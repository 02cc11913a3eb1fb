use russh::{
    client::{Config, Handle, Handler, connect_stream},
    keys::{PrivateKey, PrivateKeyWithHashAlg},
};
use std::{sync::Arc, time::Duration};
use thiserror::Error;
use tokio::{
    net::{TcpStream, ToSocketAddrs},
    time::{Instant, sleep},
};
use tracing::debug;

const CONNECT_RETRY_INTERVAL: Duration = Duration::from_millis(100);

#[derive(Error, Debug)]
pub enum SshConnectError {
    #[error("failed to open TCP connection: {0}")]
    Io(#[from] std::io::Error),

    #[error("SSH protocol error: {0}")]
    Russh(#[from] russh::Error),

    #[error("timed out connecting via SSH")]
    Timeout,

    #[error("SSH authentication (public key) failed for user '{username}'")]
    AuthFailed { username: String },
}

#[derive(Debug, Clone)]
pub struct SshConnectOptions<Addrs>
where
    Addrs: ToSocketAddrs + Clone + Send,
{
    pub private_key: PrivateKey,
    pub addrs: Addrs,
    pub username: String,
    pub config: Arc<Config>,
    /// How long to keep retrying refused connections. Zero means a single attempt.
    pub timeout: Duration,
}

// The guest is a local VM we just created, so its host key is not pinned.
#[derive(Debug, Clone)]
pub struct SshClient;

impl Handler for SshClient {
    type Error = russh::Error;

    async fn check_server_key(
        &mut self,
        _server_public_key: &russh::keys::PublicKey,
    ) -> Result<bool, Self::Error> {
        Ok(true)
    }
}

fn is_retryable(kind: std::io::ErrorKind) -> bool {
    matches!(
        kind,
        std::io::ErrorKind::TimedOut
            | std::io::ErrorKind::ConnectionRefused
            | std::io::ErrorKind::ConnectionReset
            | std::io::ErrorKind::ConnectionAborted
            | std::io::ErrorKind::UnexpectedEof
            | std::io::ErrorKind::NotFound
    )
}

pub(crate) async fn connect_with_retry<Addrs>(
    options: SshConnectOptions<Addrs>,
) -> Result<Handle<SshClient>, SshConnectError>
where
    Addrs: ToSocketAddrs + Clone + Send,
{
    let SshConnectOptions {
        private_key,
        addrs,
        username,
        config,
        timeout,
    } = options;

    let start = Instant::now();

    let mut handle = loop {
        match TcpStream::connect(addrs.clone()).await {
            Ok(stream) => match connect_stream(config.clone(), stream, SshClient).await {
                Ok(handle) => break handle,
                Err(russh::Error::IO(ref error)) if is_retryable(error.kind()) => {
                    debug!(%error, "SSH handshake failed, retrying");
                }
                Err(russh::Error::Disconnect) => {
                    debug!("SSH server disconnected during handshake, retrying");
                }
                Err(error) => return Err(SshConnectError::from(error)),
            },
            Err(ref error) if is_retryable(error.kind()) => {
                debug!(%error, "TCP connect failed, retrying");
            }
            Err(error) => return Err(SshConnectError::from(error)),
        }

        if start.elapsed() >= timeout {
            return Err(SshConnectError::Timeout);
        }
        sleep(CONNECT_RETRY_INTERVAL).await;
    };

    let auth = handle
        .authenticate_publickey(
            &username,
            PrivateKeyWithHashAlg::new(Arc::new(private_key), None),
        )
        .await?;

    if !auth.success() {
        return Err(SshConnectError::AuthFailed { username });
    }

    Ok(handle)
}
+---+
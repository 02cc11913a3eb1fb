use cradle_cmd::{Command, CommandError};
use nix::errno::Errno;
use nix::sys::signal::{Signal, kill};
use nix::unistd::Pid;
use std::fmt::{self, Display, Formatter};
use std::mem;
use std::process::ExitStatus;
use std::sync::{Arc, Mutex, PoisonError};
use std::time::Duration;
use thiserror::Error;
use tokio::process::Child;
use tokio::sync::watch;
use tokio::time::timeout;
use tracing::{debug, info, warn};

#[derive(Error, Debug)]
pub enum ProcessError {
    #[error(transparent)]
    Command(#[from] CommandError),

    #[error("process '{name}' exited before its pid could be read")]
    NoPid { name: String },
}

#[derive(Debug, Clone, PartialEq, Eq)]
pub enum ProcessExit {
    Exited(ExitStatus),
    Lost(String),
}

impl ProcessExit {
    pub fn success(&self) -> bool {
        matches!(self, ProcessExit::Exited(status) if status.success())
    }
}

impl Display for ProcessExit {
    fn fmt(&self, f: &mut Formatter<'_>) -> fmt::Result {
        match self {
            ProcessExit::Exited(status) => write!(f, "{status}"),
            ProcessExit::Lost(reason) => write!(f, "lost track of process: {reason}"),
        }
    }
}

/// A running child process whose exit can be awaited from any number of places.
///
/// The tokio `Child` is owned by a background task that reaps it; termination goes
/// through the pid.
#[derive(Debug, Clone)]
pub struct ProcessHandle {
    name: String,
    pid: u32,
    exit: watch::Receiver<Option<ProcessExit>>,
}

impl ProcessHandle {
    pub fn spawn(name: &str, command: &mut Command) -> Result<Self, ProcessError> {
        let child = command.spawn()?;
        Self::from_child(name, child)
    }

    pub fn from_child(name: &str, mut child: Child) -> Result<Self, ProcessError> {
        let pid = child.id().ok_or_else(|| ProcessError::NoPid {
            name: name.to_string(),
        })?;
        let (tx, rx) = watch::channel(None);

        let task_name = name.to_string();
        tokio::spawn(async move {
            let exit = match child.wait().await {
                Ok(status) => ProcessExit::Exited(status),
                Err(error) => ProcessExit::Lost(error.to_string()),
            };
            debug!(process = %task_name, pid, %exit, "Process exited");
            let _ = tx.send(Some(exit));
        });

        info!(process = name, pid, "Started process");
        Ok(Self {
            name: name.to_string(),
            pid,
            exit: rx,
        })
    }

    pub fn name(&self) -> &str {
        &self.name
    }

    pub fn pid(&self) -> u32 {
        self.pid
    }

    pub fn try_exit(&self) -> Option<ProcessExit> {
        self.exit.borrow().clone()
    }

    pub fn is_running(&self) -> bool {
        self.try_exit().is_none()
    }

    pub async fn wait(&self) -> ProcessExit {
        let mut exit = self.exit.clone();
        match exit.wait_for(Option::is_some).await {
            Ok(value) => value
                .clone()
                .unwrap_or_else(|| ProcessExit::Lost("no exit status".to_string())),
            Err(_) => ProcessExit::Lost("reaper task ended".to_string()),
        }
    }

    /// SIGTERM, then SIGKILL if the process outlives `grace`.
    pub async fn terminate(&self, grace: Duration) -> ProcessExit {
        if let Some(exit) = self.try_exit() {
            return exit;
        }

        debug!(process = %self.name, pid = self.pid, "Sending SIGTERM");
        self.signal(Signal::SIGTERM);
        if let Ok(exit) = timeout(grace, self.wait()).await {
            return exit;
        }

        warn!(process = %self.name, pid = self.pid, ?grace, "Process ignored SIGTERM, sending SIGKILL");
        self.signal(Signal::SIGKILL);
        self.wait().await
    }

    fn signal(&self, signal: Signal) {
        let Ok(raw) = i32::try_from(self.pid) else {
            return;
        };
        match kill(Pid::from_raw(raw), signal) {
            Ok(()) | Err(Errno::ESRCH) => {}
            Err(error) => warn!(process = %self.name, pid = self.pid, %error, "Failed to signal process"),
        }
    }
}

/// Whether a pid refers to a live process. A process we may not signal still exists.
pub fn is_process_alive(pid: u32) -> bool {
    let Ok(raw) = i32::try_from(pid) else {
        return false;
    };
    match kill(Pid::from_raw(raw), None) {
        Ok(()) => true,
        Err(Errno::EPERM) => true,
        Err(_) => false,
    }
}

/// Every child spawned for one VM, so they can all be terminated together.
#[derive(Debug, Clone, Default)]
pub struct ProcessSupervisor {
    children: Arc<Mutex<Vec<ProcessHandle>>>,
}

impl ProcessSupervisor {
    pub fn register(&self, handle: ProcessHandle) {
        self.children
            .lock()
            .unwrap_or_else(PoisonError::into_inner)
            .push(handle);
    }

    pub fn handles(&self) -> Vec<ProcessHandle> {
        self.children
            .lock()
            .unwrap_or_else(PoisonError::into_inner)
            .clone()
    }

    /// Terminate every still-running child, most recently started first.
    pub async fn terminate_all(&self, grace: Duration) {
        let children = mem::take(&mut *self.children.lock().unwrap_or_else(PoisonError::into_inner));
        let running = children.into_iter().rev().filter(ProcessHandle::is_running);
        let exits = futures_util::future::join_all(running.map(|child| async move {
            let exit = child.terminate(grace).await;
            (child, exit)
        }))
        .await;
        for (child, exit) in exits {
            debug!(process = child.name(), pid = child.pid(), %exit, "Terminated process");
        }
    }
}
+---+
_Task instructions_
Looking through the listing above, state how many of its lines contain the string "tokio". Write only the number.

_Exercise response_
6